* TO DO: Find the lines in the records below that contain "impl", and report each of them.

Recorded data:
>>>

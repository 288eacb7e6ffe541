//! Bytecode compiler: linearizes the tree into an instruction array with
//! constant-folded addressing and forward-patched jump targets.

use crate::compiler::CompileError;
use crate::expr::{BinOp, Expr, UnOp};
use crate::vm::{Code, Instruction};

/// Compile `root` into bytecode, evaluated for its resulting value (the
/// top-level `useValue` is always `true`: the whole point of running a
/// compiled program is to get a result back).
///
/// Panics only if the tree is so large a jump offset overflows `i32`; see
/// [`try_compile`] for a fallible version.
pub fn compile(root: &Expr) -> Code {
    try_compile(root).expect("jump target overflow during compilation")
}

/// Fallible version of [`compile`].
pub fn try_compile(root: &Expr) -> Result<Code, CompileError> {
    let mut compiler = Compiler::new();
    compiler.compile_expr(root, true)?;
    Ok(Code::new(compiler.instructions))
}

struct Compiler {
    instructions: Vec<Instruction>,
}

impl Compiler {
    fn new() -> Self {
        Self { instructions: Vec::new() }
    }

    fn emit(&mut self, instr: Instruction) {
        self.instructions.push(instr);
    }

    /// Reserve a slot for a jump whose target isn't known yet, returning the
    /// slot's index so it can be patched once the target is.
    fn jump_placeholder(&mut self) -> usize {
        let index = self.instructions.len();
        self.emit(Instruction::Noop);
        index
    }

    /// The address the next-emitted instruction will land at.
    fn label(&self) -> usize {
        self.instructions.len()
    }

    fn patch_jump(
        &mut self,
        placeholder: usize,
        target: usize,
        make_jump: impl FnOnce(i32) -> Instruction,
    ) -> Result<(), CompileError> {
        let target_i32: i32 =
            target.try_into().map_err(|_| CompileError::JumpTooFar { target })?;
        self.instructions[placeholder] = make_jump(target_i32);
        Ok(())
    }

    fn compile_expr(&mut self, expr: &Expr, use_value: bool) -> Result<(), CompileError> {
        match expr {
            Expr::Constant(v) => {
                if use_value {
                    self.emit(Instruction::Push(*v));
                }
            }

            Expr::Sequence(children) => {
                if children.is_empty() {
                    if use_value {
                        self.emit(Instruction::Push(0.0));
                    }
                    return Ok(());
                }
                let (last, init) = children.split_last().expect("checked non-empty above");
                for child in init {
                    self.compile_expr(child, false)?;
                }
                self.compile_expr(last, use_value)?;
            }

            Expr::If(cond, then_branch, else_branch) => {
                self.compile_expr(cond, true)?;
                let else_jump = self.jump_placeholder();
                self.compile_expr(then_branch, use_value)?;
                let end_jump = self.jump_placeholder();
                let else_label = self.label();
                self.patch_jump(else_jump, else_label, Instruction::PopJmpIfFalse)?;
                self.compile_expr(else_branch, use_value)?;
                let end_label = self.label();
                self.patch_jump(end_jump, end_label, Instruction::Jmp)?;
            }

            Expr::While(cond, body) => {
                let loop_head = self.label();
                self.compile_expr(cond, true)?;
                let exit_jump = self.jump_placeholder();
                self.compile_expr(body, false)?;
                self.emit(Instruction::Jmp(loop_head as i32));
                let exit_label = self.label();
                self.patch_jump(exit_jump, exit_label, Instruction::PopJmpIfFalse)?;
                // Matches the reference bytecode exactly: no trailing PUSH 0
                // even when use_value is true (see DESIGN.md).
            }

            Expr::Load(index) => {
                if !use_value {
                    return Ok(());
                }
                if let Some(k) = index.as_constant() {
                    self.emit(Instruction::Get(k as i32));
                } else {
                    self.compile_expr(index, true)?;
                    self.emit(Instruction::GetIndirect);
                }
            }

            Expr::Store(index, value) => {
                // Always compiled for its side effect, regardless of use_value.
                // The reference compiler never leaves the stored value on the
                // stack (see DESIGN.md).
                if let Some(k) = index.as_constant() {
                    self.compile_expr(value, true)?;
                    self.emit(Instruction::Set(k as i32));
                } else {
                    self.compile_expr(index, true)?;
                    self.compile_expr(value, true)?;
                    self.emit(Instruction::SetIndirect);
                }
            }

            Expr::Binary(op, left, right) => {
                self.compile_expr(left, use_value)?;
                self.compile_expr(right, use_value)?;
                if use_value {
                    self.emit(binop_instruction(*op));
                }
            }

            Expr::Unary(op, operand) => {
                self.compile_expr(operand, use_value)?;
                if use_value {
                    self.emit(unop_instruction(*op));
                }
            }
        }
        Ok(())
    }
}

fn binop_instruction(op: BinOp) -> Instruction {
    match op {
        BinOp::Add => Instruction::Add,
        BinOp::Sub => Instruction::Sub,
        BinOp::Mul => Instruction::Mul,
        BinOp::Div => Instruction::Div,
        BinOp::Mod => Instruction::Mod,
        BinOp::Eq => Instruction::Eq,
        BinOp::Neq => Instruction::Neq,
        BinOp::Lt => Instruction::Lt,
        BinOp::Gt => Instruction::Gt,
        BinOp::Lte => Instruction::Lte,
        BinOp::Gte => Instruction::Gte,
        BinOp::And => Instruction::And,
        BinOp::Or => Instruction::Or,
    }
}

fn unop_instruction(op: UnOp) -> Instruction {
    match op {
        UnOp::Not => Instruction::Not,
    }
}

#[cfg(test)]
mod tests {
    use super::*;
    use crate::context::Context;
    use crate::expr::{binary, constant, if_, load, sequence, store, unary, while_, BinOp, UnOp};
    use crate::vm::run;

    #[test]
    fn constant_only_compiles_to_a_single_push() {
        let code = compile(&constant(42));
        assert_eq!(code.len(), 1);
        assert_eq!(code.instructions[0], Instruction::Push(42.0));
    }

    #[test]
    fn empty_sequence_in_value_position_pushes_zero() {
        let code = compile(&sequence([]));
        assert_eq!(code.instructions, vec![Instruction::Push(0.0)]);
    }

    #[test]
    fn memory_round_trip_uses_direct_addressing() {
        let mut ctx = Context::new(16);
        let tree = sequence([store(constant(5), constant(7)), load(constant(5))]);
        let code = compile(&tree);
        assert_eq!(run(&code, &mut ctx), Ok(7.0));
        assert!(code.instructions.contains(&Instruction::Set(5)));
        assert!(code.instructions.contains(&Instruction::Get(5)));
    }

    #[test]
    fn indirect_addressing_for_non_constant_index() {
        let mut ctx = Context::new(16);
        ctx.set_at(3, 9.0);
        let tree = load(load(constant(0)));
        ctx.set_at(0, 3.0);
        let code = compile(&tree);
        assert!(code.instructions.contains(&Instruction::GetIndirect));
        assert_eq!(run(&code, &mut ctx), Ok(9.0));
    }

    #[test]
    fn conditional_branching_matches_tree_walker() {
        let mut ctx = Context::new(16);
        let tree = if_(
            binary(BinOp::Eq, constant(1), constant(1)),
            constant(3),
            constant(4),
        );
        assert_eq!(run(&compile(&tree), &mut ctx), Ok(3.0));

        let tree = if_(
            binary(BinOp::Eq, constant(1), constant(2)),
            constant(3),
            constant(4),
        );
        assert_eq!(run(&compile(&tree), &mut ctx), Ok(4.0));
    }

    #[test]
    fn while_loop_counts_down() {
        let mut ctx = Context::new(16);
        ctx.set(0.0, 5.0);
        let tree = while_(
            load(constant(0)),
            store(constant(0), binary(BinOp::Sub, load(constant(0)), constant(1))),
        );
        assert_eq!(run(&compile(&tree), &mut ctx), Ok(0.0));
        assert_eq!(ctx.get(0.0), 0.0);
    }

    #[test]
    fn store_leaves_nothing_on_stack_even_in_value_position() {
        let mut ctx = Context::new(16);
        // Top-level compile() always uses use_value=true, yet a bare Store
        // still ends the program with an empty stack (the reference
        // compiler never leaves the stored value behind).
        let code = compile(&store(constant(0), constant(9.0)));
        assert_eq!(code.instructions.last(), Some(&Instruction::Set(0)));
        assert_eq!(run(&code, &mut ctx), Ok(0.0));
        assert_eq!(ctx.get(0.0), 9.0);
    }

    #[test]
    fn not_operator() {
        let mut ctx = Context::new(16);
        assert_eq!(run(&compile(&unary(UnOp::Not, constant(0))), &mut ctx), Ok(1.0));
    }

    #[test]
    fn and_or_do_not_short_circuit() {
        let mut ctx = Context::new(16);
        let tree = sequence([
            binary(
                BinOp::Or,
                store(constant(0), constant(1)),
                store(constant(1), constant(1)),
            ),
            load(constant(1)),
        ]);
        assert_eq!(run(&compile(&tree), &mut ctx), Ok(1.0));
    }
}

<<<

* OUTPUT:
impl Compiler {
        make_jump: impl FnOnce(i32) -> Instruction,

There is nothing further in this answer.